Why would I be down to meet up with anyone that shows me they only want sex and pressuring me from the start? Especially when we don’t know anything about each other and don’t even know if we would get along? Truth is I don’t owe anything to anyone and I should be able to decide to have sex because I WANT to and not because the guy is making me feel bad or like I will disappoint him if I don’t. And have you heard of having fun? having nice conversations? laugh? be sponteneous? Why is everything always about sex? I mean if that’s what you want then okay go for it we’ve all been there and that’s fine but if I’m just having a normal conversation I don’t know why guys think it’s okay to bring everything about sex from the start. I want to feel comfortable and go with the flow.

Also, why would you expect ANYTHING out of a first date? You’ve never met the person. (I’m generally speaking I’m not talking about if you facetime 10x beforehand and stuff like that). We should all calm down, go meet up and take it for what it is. If we’re just meeting up with the first time, WHY do we need to know. It’s not that deep. Even if I say I wanna get married, does it mean I wanna get married with you? No. Will I know my intentions with you before meeting up with you? No. You both don’t owe anything to one another.

In most cases, especially on dating apps, guys aren’t looking for anything serious and that for multiple different reasons. Also, let’s be real, it’s pretty easy to guess someone’s intentions by seeing how the person act so just be logical about it instead of asking. Yes you can be wrong but you know what I mean and whatever happens, at the end of the day, it’s just ONE date. Having expectations and planning in advance just takes the fun away. Everything should be happening naturally and we should let ourselves live the moment. If you wanna read more, read this post The best sex is unexpected! (Storytimes). If it’s just a one night thing then be it, it doesn’t mean you can’t appreciate it for what it is, it can still be an amazing time and you won’t regret going. Also, anyone can tell you anything especially at first in text message so why even ask? Useless. They will most likely answer accordingly to getting what they want, not everyone is honest and upfront. If there is one thing that I learned (sometimes the hard way) it’s that the only thing that will show someone’s true intentions is TIME. Time will tell so why bother from the start asking questions to a stranger?
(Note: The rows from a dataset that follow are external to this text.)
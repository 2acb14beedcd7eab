// Copyright (C) 2026  winnyboy5
//
// This program is free software: you can redistribute it and/or modify
// it under the terms of the GNU Affero General Public License as published by
// the Free Software Foundation, either version 3 of the License, or
// (at your option) any later version.
//
// This program is distributed in the hope that it will be useful,
// but WITHOUT ANY WARRANTY; without even the implied warranty of
// MERCHANTABILITY or FITNESS FOR A PARTICULAR PURPOSE.  See the
// GNU Affero General Public License for more details.
//
// You should have received a copy of the GNU Affero General Public License
// along with this program.  If not, see <https://www.gnu.org/licenses/>.
//! Groupcache statistics exporter for DogStatsD
//!
//! Polls cache groups on a fixed interval and forwards their statistics to a
//! StatsD-style sink. Monotonic counters become per-interval counts; gauges
//! are reported as read.
//!
//! # Features
//!
//! - **Delta engine**: counts are the difference to the previous snapshot of
//!   the same group, with the zero snapshot as the first baseline
//! - **Static or dynamic groups**: fixed list or a callback evaluated per cycle
//! - **Failure isolation**: a rejected metric is logged and the cycle goes on
//! - **DogStatsD client**: UDP client with namespace, static tags and sampling
//!
//! # Metrics
//!
//! Per group and cycle, tagged `group:<name>` and `<hostname key>:<host>`:
//! 10 group counters plus the peer latency gauge, then for each of the main
//! and hot caches (tagged `type:main` / `type:hot`) two gauges and four
//! counters. See [`names`].
//!
//! # Example
//!
//! ```ignore
//! use std::sync::Arc;
//! use groupcache_datadog_exporter::{
//!     DatadogClientOptions, DogStatsdClient, Exporter, ExporterOptions, GroupRegistry,
//! };
//!
//! #[tokio::main]
//! async fn main() -> anyhow::Result<()> {
//!     let client = DogStatsdClient::connect(DatadogClientOptions::default()).await?;
//!     let exporter = Exporter::new(
//!         GroupRegistry::dynamic(list_my_groups),
//!         Arc::new(client),
//!         ExporterOptions::default(),
//!     )?;
//!
//!     // ... run the cache ...
//!
//!     exporter.close().await?;
//!     Ok(())
//! }
//! ```

pub mod client;
pub mod delta;
pub mod error;
pub mod exporter;
pub mod mock;
pub mod names;
pub mod options;
mod poller;
pub mod registry;
pub mod sink;
pub mod stats;
pub mod tags;

pub use client::{DatadogClientOptions, DogStatsdClient, ResolvedClientOptions};
pub use delta::{delta, CounterRecord};
pub use error::{ExportError, ExportResult};
pub use exporter::Exporter;
pub use options::ExporterOptions;
pub use registry::GroupRegistry;
pub use sink::MetricSink;
pub use stats::{CacheCounters, CacheType, CacheTypeStats, GroupCounters, GroupStats, Stats, StatsSource};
Life is about experiencing and there is nothing wrong with meeting up with people just for fun (sexual or not). You can learn from everyone and having fun won’t kill you even if it doesn’t end up being serious. I guess you could say  »ya but I don’t want to be wasting my time ». Yes okay, I agree and me neither but you WILL waste your time weither ou want it or not, that’s the harsh truth. The best way to avoid wasting time is by being aware of red flags, by having standards and acting up to them and by respecting yourself and trusting your gut. If it’s meant to be it will be so no need to complicate everything from the start, love can’t be controlled.

I think you get the point by now! Stop asking and start observing. Thank you for reading!